December 18, 2008
[Announcement: Did you know Alan Stang has a new radio show? Click here for details.]
As I write, Barack Hussein Obama, aka Barry Soetoro, aka Barry Obama, aka Barack Dunham, aka Barry Dunham, aka Barack Soetoro, et al., persists in refusing to prove his eligibility to be President. The nation faces a historic constitutional crisis, in the midst of which Republicrud Party activists – typically treasonous – are once again trying to sneak a new constitutional convention through the state legislatures. If they succeed, they will repeal the Constitution and abolish the country.
Meanwhile, reports from gun stores around the country say that Senator Also Known As has surprisingly become the greatest salesman in the history of firearms. People who don’t know how to load a gun are buying them, in fear that if Eric Holder, who hates private firearms with a passion, becomes Attorney General, he could cripple the Second Amendment even before a Constitutional Convention could repeal it.
Also Known As has tried to reassure us. He says the present buying frenzy is unneeded, because he does support the Second Amendment.
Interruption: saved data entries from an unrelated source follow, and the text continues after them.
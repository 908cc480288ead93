use std::collections::HashMap;

use crate::{TargetDate, Verdict, Verdicts};

/// Remembers which dates were already alerted in their current availability
/// window.
///
/// Per date there are two states, unnotified and notified. Available moves an
/// unnotified date to notified and reports it; Unavailable re-arms it;
/// Indeterminate changes nothing.
#[derive(Debug, Default)]
pub struct NotificationStateTracker {
    already_notified: HashMap<TargetDate, bool>,
}

impl NotificationStateTracker {
    pub fn new() -> Self {
        Self::default()
    }

    /// Folds one cycle's verdicts into the state and returns the dates to
    /// notify now, in verdict order. Dates missing from `verdicts` keep
    /// their state.
    pub fn apply(&mut self, verdicts: &Verdicts) -> Vec<TargetDate> {
        let mut newly_available = Vec::new();
        for (date, verdict) in verdicts.iter() {
            match verdict {
                Verdict::Indeterminate => {}
                Verdict::Unavailable => {
                    self.already_notified.insert(date, false);
                }
                Verdict::Available => {
                    let notified = self.already_notified.entry(date).or_insert(false);
                    if !*notified {
                        *notified = true;
                        newly_available.push(date);
                    }
                }
            }
        }
        newly_available
    }

    pub fn is_notified(&self, date: TargetDate) -> bool {
        self.already_notified.get(&date).copied().unwrap_or(false)
    }
}
use std::fmt;
use std::str::FromStr;
use std::sync::LazyLock;

use chrono::NaiveDate;
use regex::Regex;

static TARGET_DATE_PATTERN: LazyLock<Regex> = LazyLock::new(|| {
    Regex::new(r"^\s*(\d{1,2})\s*/\s*(\d{1,2})\s*$").expect("target date pattern is valid")
});

const MONTH_NAMES: [&str; 12] = [
    "January",
    "February",
    "March",
    "April",
    "May",
    "June",
    "July",
    "August",
    "September",
    "October",
    "November",
    "December",
];

// Leap year used to validate month/day pairs that carry no year.
const VALIDATION_YEAR: i32 = 2000;

/// A calendar day of interest, without a year.
#[derive(Debug, Clone, Copy, PartialEq, Eq, Hash, PartialOrd, Ord)]
pub struct TargetDate {
    month: u32,
    day: u32,
}

#[derive(Debug, Clone, PartialEq, Eq, thiserror::Error)]
pub enum TargetDateError {
    #[error("`{0}` is not in M/D form")]
    Malformed(String),
    #[error("{month}/{day} is not a day of the year")]
    OutOfRange { month: u32, day: u32 },
}

impl TargetDate {
    pub fn new(month: u32, day: u32) -> Result<Self, TargetDateError> {
        if NaiveDate::from_ymd_opt(VALIDATION_YEAR, month, day).is_none() {
            return Err(TargetDateError::OutOfRange { month, day });
        }
        Ok(Self { month, day })
    }

    pub fn month(&self) -> u32 {
        self.month
    }

    pub fn day(&self) -> u32 {
        self.day
    }

    /// English month name, e.g. "February".
    pub fn month_name(&self) -> &'static str {
        MONTH_NAMES[(self.month - 1) as usize]
    }

    /// Three letter month abbreviation, e.g. "Feb".
    pub fn month_abbrev(&self) -> &'static str {
        &self.month_name()[..3]
    }

    /// The date in a specific year, if it exists there (2/29 only exists in leap years).
    pub fn in_year(&self, year: i32) -> Option<NaiveDate> {
        NaiveDate::from_ymd_opt(year, self.month, self.day)
    }

    /// Parses a comma separated list such as `2/21,2/22`, skipping empty entries.
    pub fn parse_list(list: &str) -> Result<Vec<Self>, TargetDateError> {
        list.split(',')
            .map(str::trim)
            .filter(|entry| !entry.is_empty())
            .map(str::parse)
            .collect()
    }
}

impl FromStr for TargetDate {
    type Err = TargetDateError;

    fn from_str(s: &str) -> Result<Self, Self::Err> {
        let Some(caps) = TARGET_DATE_PATTERN.captures(s) else {
            return Err(TargetDateError::Malformed(s.to_string()));
        };
        let (Ok(month), Ok(day)) = (caps[1].parse::<u32>(), caps[2].parse::<u32>()) else {
            return Err(TargetDateError::Malformed(s.to_string()));
        };
        Self::new(month, day)
    }
}

impl fmt::Display for TargetDate {
    fn fmt(&self, f: &mut fmt::Formatter<'_>) -> fmt::Result {
        write!(f, "{}/{}", self.month, self.day)
    }
}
But it was Also Known As who nominated Holder to run the Justice Department and it was Also Known As who, during the campaign, spoke with contempt of the “bitter” Americans between the Hudson River and the California line who “cling” to their guns. Those Americans were suspicious of him then; they don’t believe him now.
It is probably not an exaggeration to say that by the time Also Known As is inaugurated – if he is inaugurated and not deported – the American people will be better armed by far than any other people in history and maybe better armed than some armies. By the time it takes effect, the present scheme to register and then confiscate every round of ammunition that is moving through the states will have little, even no, effect.
By the way, the word from Also Known As headquarters is that at the putative inauguration he will be using the odd name Barack Hussein Obama, which recalls the fact that A.K.A. nameology has become a complicated science. Remember that we are talking about a man who has had more names than most women who are not Hollyweird sluts. During the recent campaign, el Senador Juan McCrud fired an enthusiastic Ohio talk show host, Bill Cunningham, who used A.K.A.’s middle name in a speech.
Later, Lee County, Florida Sheriff Mike Scott called Also Known As “Barack Hussein Obama” in another speech introducing Alaska Governor Sarah Palin. The F.B.I., still controlled by Lame Schmuck Jorge W. Boosh, launched an investigation to determine whether the sheriff had broken a federal law, so it could be a federal crime to call a man by his own name.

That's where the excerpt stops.